At the top end of the line is an m17 with a Max-Q RTX 2080, currently the most powerful GPU you can get in a laptop. That variant, which also comes with a six-core, eighth-gen Core i7-8750 processor and a 2,560×1,440 quad-HD display, is the one we received for review. You can configure it with cheaper RTX 2060 and 2070 graphics — or you can go the other way and cram an ultrapowerful Core i9-8950HK CPU in there, boost the RAM to 32GB and dual 1TB PCIe M.2 SSDs for storage and opt for a 4K display.

These premium parts ain’t cheap. The RTX 2080 model has an RRP of $3,149, although you’ll easily find it for hundreds less if you shop around. (As I write this, Dell’s official website has it discounted to $2,549.) For an extra $100 you can upgrade to a 4K screen — though it’s 60Hz, as opposed to the 120Hz QHD display — and $450 nets you the Core i9 chip. More Hz equals higher refresh rates, meaning smoother on-screen movement.

Geekbench 4 (multicore)

Asus Zephyrus GX701 (Nvidia RTX 2080 Max-Q)

Razer Blade 15 (Nvidia RTX 2060)

Note:

Longer bars indicate better performance

Conversely, the base RTX 2060 and 2070 models will set you back $1,749 and $2,699, respectively. (Discounts also apply here, though. Right now they’re selling for $1,499 and $2,099.)

The m17 isn’t a perfect laptop. It emits serious heat under duress, the battery life is poor and it doesn’t even have a power-sucking 4K display as an excuse. But the m17 has future-proof brute force, which is probably what you’re mostly interested in anyway, and it makes fewer design sacrifices than comparably robust laptops.

Feel the power

As you might expect from a $3,000, RTX 2080-packed laptop, the m17 is powerful. My machine had zero problem with demanding blockbusters, even at maxed-out settings. I was able to sit comfortably above 60 frames per second when playing Shadow of the Tomb Raider with the graphics settings blasted to max at 2,560×1,440-pixel resolution. Far Cry 5 was even smoother.
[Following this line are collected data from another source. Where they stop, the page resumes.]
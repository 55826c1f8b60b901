use std::sync::Arc;

use approval_engine::Action;
use audit_engine::Category;
use axum::{
    middleware::from_fn_with_state,
    routing::{get, MethodRouter},
    Router,
};

use crate::{
    handlers::{approvals, audit, health},
    middleware::{approval_gate, audit_interceptor, AuditLayerState, AuditSpec, GateLayerState},
    server::PropGateServer,
};

/// Create health check routes
pub fn health_routes() -> Router<PropGateServer> {
    Router::new().route("/health", get(health::health_check))
}

/// Create audit log routes
pub fn audit_routes() -> Router<PropGateServer> {
    Router::new()
        .route("/audit/events", get(audit::list_events).post(audit::submit_event))
        .route("/audit/stats", get(audit::stats))
}

/// Create approval request routes
pub fn approval_routes() -> Router<PropGateServer> {
    Router::new()
        .route("/approvals", get(approvals::list_approvals))
        .route("/approvals/:id", get(approvals::get_approval))
}

/// Create all gateway routes
pub fn create_routes() -> Router<PropGateServer> {
    Router::new()
        .merge(health_routes())
        .nest(
            "/api/v1",
            Router::new()
                .merge(audit_routes())
                .merge(approval_routes()),
        )
}

/// A business operation placed behind the gateway
#[derive(Debug, Clone)]
pub struct ProtectedOperation {
    /// Resource type the approval policy is keyed on, e.g. `expense`
    pub resource_type: String,
    pub action: Action,
    pub category: Category,
    /// Label recorded on the audit event, e.g. `create_expense`
    pub audit_action: String,
}

impl ProtectedOperation {
    pub fn new(
        resource_type: impl Into<String>,
        action: Action,
        category: Category,
        audit_action: impl Into<String>,
    ) -> Self {
        Self {
            resource_type: resource_type.into(),
            action,
            category,
            audit_action: audit_action.into(),
        }
    }

    pub fn audit_spec(&self) -> AuditSpec {
        AuditSpec::new(self.category, self.resource_type.clone(), self.audit_action.clone())
    }
}

/// Record one audit event per call of `route`.
pub fn audited(server: &PropGateServer, spec: AuditSpec, route: MethodRouter<PropGateServer>) -> MethodRouter<PropGateServer> {
    let state = AuditLayerState {
        recorder: server.recorder.clone(),
        spec: Arc::new(spec),
    };
    route.layer(from_fn_with_state(state, audit_interceptor))
}

/// Put `route` behind the approval gate and the response interceptor.
///
/// The gate runs first; a deferred call returns 202 without reaching the
/// handler or the interceptor.
pub fn protected(
    server: &PropGateServer,
    operation: ProtectedOperation,
    route: MethodRouter<PropGateServer>,
) -> MethodRouter<PropGateServer> {
    let gate = GateLayerState {
        policy: server.policy.clone(),
        resource_type: Arc::from(operation.resource_type.as_str()),
        action: operation.action,
    };
    audited(server, operation.audit_spec(), route).layer(from_fn_with_state(gate, approval_gate))
}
Lowering the resolution to a Full-HD 1,920×1,080 pixels shot both games up to the 90fps range.

And of course, games like Apex Legends, Fortnite, League of Legends and Overwatch, designed to play on any ol’ thang, will run like a dream on this monster.

But that power comes at a price beyond dollars. The m17 gets hotter than your average gaming laptop when its GPU is engaged, such that having it on your lap is unbearable. This is the price you pay for a svelte body, as there’s less space for fans, vents and other cooling mechanisms.

The six-core Coffee Lake 2.2GHz i7 CPU will technically be soon outdated, as Intel begins rolling out its ninth-gen Icy Lake chips. But how much of a tangible difference that will make remains to be seen. As mentioned, there’s an option to configure the m17 with an i9 processor, but that’ll be an unnecessary upgrade for most. If you need that power, chances are you already know it.

Similarly, the RTX 2080-equipped m17 comes with 16GB of RAM. That’s more than enough for the games of today and tomorrow, so upgrading to 32GB is only for those particularly anxious about futureproofing their devices.